The website online password vault can be looked on as either a noble but bad attempt in password security or as a lame phishing attack.
If you have been following my comments at Technopinoy and at a Pinoytechblog, you may have read some of my observations with OPV. Starts off with a lousy privacy policy (which was suddenly changed) and a lack of SSL. Now, overnight, it appears that OPV has found its SSL certificate. Or so it claims. (Click on thumbnail below to see the screen shot)
SSL, or Secure Socket Layer, is basically a communication protocol. Not an encryption algorithm. SSL basically ensures that there is a secure channel between client and host. But once the data reaches the host, how the data is stored is dependent on the host. Therefore, while my password information is transmitted securely, it does not mean that it is securely stored. For all we know, the password is stored in plain text at the server side.
(Update: I checked the certificate. It isn’t coming from a trusted source like Verisign but from Forest Data Systems. Tried googling it and zilch)
Hence my fundamental issue with the design and the explanations. OPV claimes:
Your passwords are heavily protected in a database. Every password uses certain types of encryption. Encryption is the process of obscuring information to make it unreadable without special knowledge or rights like knowing your username, e-mail and password. These keys to your account are a form of secret authentication data that is used to control access to a resource. All passwords use a one-way cryptographic hash function with a 128-bit hash value. A hash function is a way of creating a small digital fingerprint from any kind of data, which is unique to each user.

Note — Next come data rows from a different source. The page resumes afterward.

//! Tilt sample producers
//!
//! The engine consumes samples from an mpsc channel; where they come
//! from is an IO concern. Two producers are provided:
//! - `ScriptedSensor` replays a fixed z waveform at the configured
//!   interval (demo runs and tests)
//! - `load_replay` reads a recorded session from a JSONL file, one
//!   `{"z": ...}` object per line, for deterministic replays
//!
//! Both stamp samples with wall-clock epoch milliseconds when sent and
//! stop cleanly on shutdown.

use crate::domain::summary::epoch_ms;
use crate::domain::types::TiltSample;
use anyhow::Context;
use serde::Deserialize;
use std::path::Path;
use std::time::Duration;
use tokio::sync::{mpsc, watch};
use tokio::time::interval;
use tracing::{debug, info, warn};

/// One recorded replay entry
#[derive(Debug, Deserialize)]
struct ReplayRecord {
    z: f64,
}

/// Load a z waveform from a JSONL replay file
pub fn load_replay<P: AsRef<Path>>(path: P) -> anyhow::Result<Vec<f64>> {
    let path = path.as_ref();
    let content = std::fs::read_to_string(path)
        .with_context(|| format!("Failed to read replay file {}", path.display()))?;

    let mut samples = Vec::new();
    for (lineno, line) in content.lines().enumerate() {
        if line.trim().is_empty() {
            continue;
        }
        let record: ReplayRecord = serde_json::from_str(line)
            .with_context(|| format!("Bad replay record at {}:{}", path.display(), lineno + 1))?;
        samples.push(record.z);
    }
    info!(file = %path.display(), samples = %samples.len(), "replay_loaded");
    Ok(samples)
}

/// A demo waveform: settle, tilt forward (correct), settle, tilt back
/// (skip), repeated. One value per sample interval.
pub fn demo_waveform(gestures: usize) -> Vec<f64> {
    let mut z = Vec::new();
    for i in 0..gestures {
        // A dozen level samples between gestures clears debounce and rearm
        z.extend(std::iter::repeat(0.0).take(12));
        let peak = if i % 2 == 0 { 1.0 } else { -1.0 };
        z.extend([peak * 0.5, peak, peak, peak * 0.5]);
    }
    z.extend(std::iter::repeat(0.0).take(12));
    z
}

/// Replays a fixed z waveform over the sample channel at a fixed rate.
pub struct ScriptedSensor {
    samples: Vec<f64>,
    sample_interval: Duration,
}

impl ScriptedSensor {
    pub fn new(samples: Vec<f64>, interval_ms: u64) -> Self {
        Self { samples, sample_interval: Duration::from_millis(interval_ms) }
    }

    /// Send every sample in order, then close the channel by dropping the
    /// sender. Stops early when shutdown flips.
    pub async fn run(self, tx: mpsc::Sender<TiltSample>, mut shutdown_rx: watch::Receiver<bool>) {
        info!(
            samples = %self.samples.len(),
            interval_ms = %self.sample_interval.as_millis(),
            "scripted_sensor_started"
        );
        let mut ticker = interval(self.sample_interval);

        for z in self.samples {
            tokio::select! {
                _ = ticker.tick() => {}
                _ = shutdown_rx.changed() => {
                    if *shutdown_rx.borrow() {
                        debug!("scripted_sensor_shutdown");
                        return;
                    }
                }
            }

            if tx.send(TiltSample::new(z, epoch_ms())).await.is_err() {
                // Engine gone; nothing left to feed
                warn!("scripted_sensor_channel_closed");
                return;
            }
        }
        info!("scripted_sensor_exhausted");
    }
}

#[cfg(test)]
mod tests {
    use super::*;
    use std::io::Write;
    use tempfile::NamedTempFile;

    #[test]
    fn test_load_replay() {
        let mut file = NamedTempFile::new().unwrap();
        writeln!(file, "{{\"z\": 0.0}}").unwrap();
        writeln!(file, "{{\"z\": 1.0}}").unwrap();
        writeln!(file).unwrap();
        writeln!(file, "{{\"z\": -0.8}}").unwrap();
        file.flush().unwrap();

        let samples = load_replay(file.path()).unwrap();
        assert_eq!(samples, vec![0.0, 1.0, -0.8]);
    }

    #[test]
    fn test_load_replay_bad_record() {
        let mut file = NamedTempFile::new().unwrap();
        writeln!(file, "not json").unwrap();
        file.flush().unwrap();

        assert!(load_replay(file.path()).is_err());
    }

    #[test]
    fn test_load_replay_missing_file() {
        assert!(load_replay("/nonexistent/replay.jsonl").is_err());
    }

    #[test]
    fn test_demo_waveform_shape() {
        let z = demo_waveform(2);
        // First gesture peaks positive, second negative
        assert!(z.iter().any(|&v| v >= 1.0));
        assert!(z.iter().any(|&v| v <= -1.0));
        // Starts and ends level
        assert_eq!(z[0], 0.0);
        assert_eq!(*z.last().unwrap(), 0.0);
    }

    #[tokio::test(start_paused = true)]
    async fn test_scripted_sensor_sends_all() {
        let sensor = ScriptedSensor::new(vec![0.0, 0.5, 1.0], 100);
        let (tx, mut rx) = mpsc::channel(8);
        let (_shutdown_tx, shutdown_rx) = watch::channel(false);

        sensor.run(tx, shutdown_rx).await;

        let mut received = Vec::new();
        while let Ok(sample) = rx.try_recv() {
            received.push(sample.z);
        }
        assert_eq!(received, vec![0.0, 0.5, 1.0]);
    }

    #[tokio::test(start_paused = true)]
    async fn test_scripted_sensor_stops_on_shutdown() {
        let sensor = ScriptedSensor::new(vec![0.0; 1000], 100);
        let (tx, mut rx) = mpsc::channel(2000);
        let (shutdown_tx, shutdown_rx) = watch::channel(false);
        shutdown_tx.send(true).unwrap();

        sensor.run(tx, shutdown_rx).await;

        // At most the first tick's sample got out before the signal
        let mut count = 0;
        while rx.try_recv().is_ok() {
            count += 1;
        }
        assert!(count <= 1);
    }
}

Because of the design of the website, your passwords are not just sitting on a webpage ready for someone to intercept. They are only sent to you, and only you when you push show password. Once you hide it, the password is no longer there. All action with user accounts is server side.
Heavily protected? How?
It appears that the password is encrypted using your username, email, and OPV password as the keys. The problem is the one-way hashing. If it is one-way hashing, how can you retrieve the information? And if it is stored encrypted on the server side, OPV still has to decrypt the password to transmit it back to you for you to display. If so, then what’s stopping the webmaster from decrypting all the stored passwords themselves?
I know the webmaster reads this site because he has acted on all my comments. So I hope he can clarify how the site processes the inputs. Until then, it is best that people stay away from this site.